Across the data below, how many lines have the word "false" in them? Respond with the number alone.
BEGIN EXERCISE DATA
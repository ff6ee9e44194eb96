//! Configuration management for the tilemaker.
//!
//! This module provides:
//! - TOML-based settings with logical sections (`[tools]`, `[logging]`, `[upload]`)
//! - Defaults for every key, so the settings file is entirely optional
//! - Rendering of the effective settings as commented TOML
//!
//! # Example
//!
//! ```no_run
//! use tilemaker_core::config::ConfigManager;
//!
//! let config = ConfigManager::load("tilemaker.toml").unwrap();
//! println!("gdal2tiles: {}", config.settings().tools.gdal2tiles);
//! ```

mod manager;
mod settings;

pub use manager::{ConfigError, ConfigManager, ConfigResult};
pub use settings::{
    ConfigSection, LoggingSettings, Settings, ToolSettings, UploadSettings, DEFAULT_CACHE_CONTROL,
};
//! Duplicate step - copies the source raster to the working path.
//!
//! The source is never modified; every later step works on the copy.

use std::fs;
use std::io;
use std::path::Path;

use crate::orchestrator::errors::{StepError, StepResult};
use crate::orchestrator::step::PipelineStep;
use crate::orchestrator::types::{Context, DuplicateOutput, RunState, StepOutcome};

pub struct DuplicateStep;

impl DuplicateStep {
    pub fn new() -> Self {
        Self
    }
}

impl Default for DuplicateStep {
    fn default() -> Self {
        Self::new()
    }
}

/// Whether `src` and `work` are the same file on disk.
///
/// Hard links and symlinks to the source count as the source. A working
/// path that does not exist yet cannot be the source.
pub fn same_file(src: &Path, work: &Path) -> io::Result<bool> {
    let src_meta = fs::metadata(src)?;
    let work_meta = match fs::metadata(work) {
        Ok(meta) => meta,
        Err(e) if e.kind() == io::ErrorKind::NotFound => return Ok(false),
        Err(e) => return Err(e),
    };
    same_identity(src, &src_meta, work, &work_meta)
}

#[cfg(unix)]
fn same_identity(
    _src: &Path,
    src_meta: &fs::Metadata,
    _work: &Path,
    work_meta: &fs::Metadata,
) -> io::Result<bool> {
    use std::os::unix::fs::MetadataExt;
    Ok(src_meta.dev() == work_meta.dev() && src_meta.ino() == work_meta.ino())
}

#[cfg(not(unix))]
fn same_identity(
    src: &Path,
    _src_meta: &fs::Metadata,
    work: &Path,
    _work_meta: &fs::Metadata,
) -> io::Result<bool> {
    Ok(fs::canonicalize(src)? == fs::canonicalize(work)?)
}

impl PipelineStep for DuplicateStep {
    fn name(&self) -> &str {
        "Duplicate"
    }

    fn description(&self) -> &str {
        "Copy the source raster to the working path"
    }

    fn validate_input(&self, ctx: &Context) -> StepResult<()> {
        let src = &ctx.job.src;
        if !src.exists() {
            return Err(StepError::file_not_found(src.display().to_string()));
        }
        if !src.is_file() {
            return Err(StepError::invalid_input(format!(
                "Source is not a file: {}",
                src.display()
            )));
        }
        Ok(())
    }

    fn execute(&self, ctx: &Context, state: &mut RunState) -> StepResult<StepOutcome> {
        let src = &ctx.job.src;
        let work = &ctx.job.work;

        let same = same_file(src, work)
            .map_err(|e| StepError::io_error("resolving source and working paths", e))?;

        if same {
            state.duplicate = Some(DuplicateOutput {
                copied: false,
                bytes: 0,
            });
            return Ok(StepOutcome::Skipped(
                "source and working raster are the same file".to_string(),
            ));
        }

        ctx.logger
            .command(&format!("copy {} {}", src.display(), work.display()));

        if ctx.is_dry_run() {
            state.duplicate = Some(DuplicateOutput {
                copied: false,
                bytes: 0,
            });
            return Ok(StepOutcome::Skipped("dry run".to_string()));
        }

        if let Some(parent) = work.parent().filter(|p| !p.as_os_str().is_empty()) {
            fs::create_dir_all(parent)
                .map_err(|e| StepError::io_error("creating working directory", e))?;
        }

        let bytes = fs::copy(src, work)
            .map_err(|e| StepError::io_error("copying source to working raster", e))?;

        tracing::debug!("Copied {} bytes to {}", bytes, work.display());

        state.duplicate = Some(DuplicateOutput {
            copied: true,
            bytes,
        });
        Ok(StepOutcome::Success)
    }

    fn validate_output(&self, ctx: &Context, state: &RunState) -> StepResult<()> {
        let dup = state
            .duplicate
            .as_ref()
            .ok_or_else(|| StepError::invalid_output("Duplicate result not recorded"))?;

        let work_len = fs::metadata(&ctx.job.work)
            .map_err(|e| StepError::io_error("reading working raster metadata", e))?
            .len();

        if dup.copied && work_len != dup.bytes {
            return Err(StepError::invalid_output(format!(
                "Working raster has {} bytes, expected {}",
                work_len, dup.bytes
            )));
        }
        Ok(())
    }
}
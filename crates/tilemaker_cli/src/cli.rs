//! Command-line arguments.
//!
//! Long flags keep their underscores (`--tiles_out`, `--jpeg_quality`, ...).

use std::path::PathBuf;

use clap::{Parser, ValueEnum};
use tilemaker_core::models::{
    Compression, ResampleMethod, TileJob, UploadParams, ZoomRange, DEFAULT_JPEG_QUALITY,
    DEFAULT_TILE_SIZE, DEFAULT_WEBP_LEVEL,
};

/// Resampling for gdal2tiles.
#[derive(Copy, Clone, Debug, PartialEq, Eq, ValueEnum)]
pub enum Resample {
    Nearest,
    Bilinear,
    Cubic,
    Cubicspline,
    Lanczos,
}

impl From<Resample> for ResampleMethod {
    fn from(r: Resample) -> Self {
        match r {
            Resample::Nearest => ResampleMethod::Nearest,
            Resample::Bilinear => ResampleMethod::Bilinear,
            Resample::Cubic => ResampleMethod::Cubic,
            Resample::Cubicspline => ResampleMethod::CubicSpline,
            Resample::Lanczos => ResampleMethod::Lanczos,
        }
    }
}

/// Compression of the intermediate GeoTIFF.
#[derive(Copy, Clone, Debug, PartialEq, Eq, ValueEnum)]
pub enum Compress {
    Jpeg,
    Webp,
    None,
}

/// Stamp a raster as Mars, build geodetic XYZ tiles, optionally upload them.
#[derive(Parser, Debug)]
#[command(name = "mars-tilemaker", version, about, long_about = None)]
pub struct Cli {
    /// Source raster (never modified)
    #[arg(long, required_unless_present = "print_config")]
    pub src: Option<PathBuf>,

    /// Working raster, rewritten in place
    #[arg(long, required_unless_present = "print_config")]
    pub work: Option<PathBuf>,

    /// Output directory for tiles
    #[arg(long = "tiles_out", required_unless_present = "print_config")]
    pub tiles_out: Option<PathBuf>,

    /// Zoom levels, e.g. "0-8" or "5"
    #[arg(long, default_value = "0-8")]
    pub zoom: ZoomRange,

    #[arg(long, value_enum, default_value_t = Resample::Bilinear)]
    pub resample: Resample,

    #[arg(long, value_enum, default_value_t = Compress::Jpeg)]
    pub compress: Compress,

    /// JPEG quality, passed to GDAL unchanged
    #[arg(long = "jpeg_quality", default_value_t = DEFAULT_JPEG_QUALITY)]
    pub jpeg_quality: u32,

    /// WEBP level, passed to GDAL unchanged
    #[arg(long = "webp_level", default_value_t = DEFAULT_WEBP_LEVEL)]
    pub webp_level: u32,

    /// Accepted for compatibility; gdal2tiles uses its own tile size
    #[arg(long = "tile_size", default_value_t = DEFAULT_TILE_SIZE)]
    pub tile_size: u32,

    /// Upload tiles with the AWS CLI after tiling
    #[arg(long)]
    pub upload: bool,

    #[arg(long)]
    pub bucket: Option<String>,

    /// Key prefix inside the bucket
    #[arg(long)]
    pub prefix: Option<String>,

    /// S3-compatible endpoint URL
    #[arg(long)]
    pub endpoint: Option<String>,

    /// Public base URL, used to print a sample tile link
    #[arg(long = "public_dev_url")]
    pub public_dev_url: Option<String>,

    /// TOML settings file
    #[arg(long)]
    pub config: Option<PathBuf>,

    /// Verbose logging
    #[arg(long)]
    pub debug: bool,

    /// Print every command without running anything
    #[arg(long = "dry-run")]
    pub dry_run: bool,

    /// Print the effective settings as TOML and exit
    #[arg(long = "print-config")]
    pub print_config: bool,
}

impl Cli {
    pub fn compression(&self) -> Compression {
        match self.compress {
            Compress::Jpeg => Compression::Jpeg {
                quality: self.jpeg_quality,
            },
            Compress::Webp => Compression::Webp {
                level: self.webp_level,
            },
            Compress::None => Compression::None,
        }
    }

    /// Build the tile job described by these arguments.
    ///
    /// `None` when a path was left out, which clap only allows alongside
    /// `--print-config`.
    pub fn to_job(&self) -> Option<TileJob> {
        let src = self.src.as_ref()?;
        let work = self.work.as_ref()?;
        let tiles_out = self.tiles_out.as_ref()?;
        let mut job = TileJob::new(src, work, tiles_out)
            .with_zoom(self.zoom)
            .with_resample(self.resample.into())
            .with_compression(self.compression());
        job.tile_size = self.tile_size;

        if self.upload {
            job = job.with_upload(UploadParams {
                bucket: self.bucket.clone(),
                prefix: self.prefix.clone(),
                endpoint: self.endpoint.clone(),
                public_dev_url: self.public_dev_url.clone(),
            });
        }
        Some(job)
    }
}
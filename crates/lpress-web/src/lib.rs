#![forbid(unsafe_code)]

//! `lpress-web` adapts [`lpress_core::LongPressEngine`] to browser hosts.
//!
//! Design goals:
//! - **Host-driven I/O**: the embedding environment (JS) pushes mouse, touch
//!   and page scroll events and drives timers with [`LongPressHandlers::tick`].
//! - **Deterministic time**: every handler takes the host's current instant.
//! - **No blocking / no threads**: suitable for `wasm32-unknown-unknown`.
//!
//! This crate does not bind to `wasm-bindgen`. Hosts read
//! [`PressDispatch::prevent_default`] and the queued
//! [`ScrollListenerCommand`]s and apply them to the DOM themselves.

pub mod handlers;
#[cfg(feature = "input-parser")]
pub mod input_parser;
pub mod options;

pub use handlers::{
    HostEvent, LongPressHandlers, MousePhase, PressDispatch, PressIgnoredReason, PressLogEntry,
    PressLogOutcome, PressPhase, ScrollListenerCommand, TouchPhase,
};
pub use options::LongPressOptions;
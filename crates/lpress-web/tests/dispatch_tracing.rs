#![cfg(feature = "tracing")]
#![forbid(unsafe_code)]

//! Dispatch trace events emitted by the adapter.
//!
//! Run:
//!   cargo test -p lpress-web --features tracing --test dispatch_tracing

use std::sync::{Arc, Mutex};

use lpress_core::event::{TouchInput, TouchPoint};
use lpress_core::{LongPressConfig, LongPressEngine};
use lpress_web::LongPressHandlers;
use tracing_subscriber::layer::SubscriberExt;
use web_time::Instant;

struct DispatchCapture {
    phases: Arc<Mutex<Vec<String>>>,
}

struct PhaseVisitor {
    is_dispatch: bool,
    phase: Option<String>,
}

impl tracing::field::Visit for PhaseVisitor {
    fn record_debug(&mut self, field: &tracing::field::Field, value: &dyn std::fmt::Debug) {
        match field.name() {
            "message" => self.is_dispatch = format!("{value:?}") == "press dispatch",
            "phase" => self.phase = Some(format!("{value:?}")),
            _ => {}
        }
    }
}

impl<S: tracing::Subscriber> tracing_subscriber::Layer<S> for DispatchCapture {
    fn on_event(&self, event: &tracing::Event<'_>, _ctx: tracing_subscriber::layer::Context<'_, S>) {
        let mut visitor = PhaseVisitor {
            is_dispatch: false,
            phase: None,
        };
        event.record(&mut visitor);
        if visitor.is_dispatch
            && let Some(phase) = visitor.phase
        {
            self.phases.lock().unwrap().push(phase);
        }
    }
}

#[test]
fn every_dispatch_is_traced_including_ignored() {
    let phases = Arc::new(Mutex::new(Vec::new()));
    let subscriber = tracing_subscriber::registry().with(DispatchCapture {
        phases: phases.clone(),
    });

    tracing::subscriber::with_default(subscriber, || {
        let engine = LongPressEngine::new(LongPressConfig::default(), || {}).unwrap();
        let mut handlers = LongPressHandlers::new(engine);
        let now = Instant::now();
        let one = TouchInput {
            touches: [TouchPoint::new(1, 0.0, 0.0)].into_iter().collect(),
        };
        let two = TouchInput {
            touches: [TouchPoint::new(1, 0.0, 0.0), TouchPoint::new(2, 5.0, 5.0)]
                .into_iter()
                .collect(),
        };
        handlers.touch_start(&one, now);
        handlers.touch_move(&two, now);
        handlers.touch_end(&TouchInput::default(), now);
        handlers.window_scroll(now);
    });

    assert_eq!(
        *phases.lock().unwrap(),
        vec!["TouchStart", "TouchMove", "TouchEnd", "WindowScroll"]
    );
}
END EXERCISE DATA
SOLUTION TO THIS PROBLEM: 4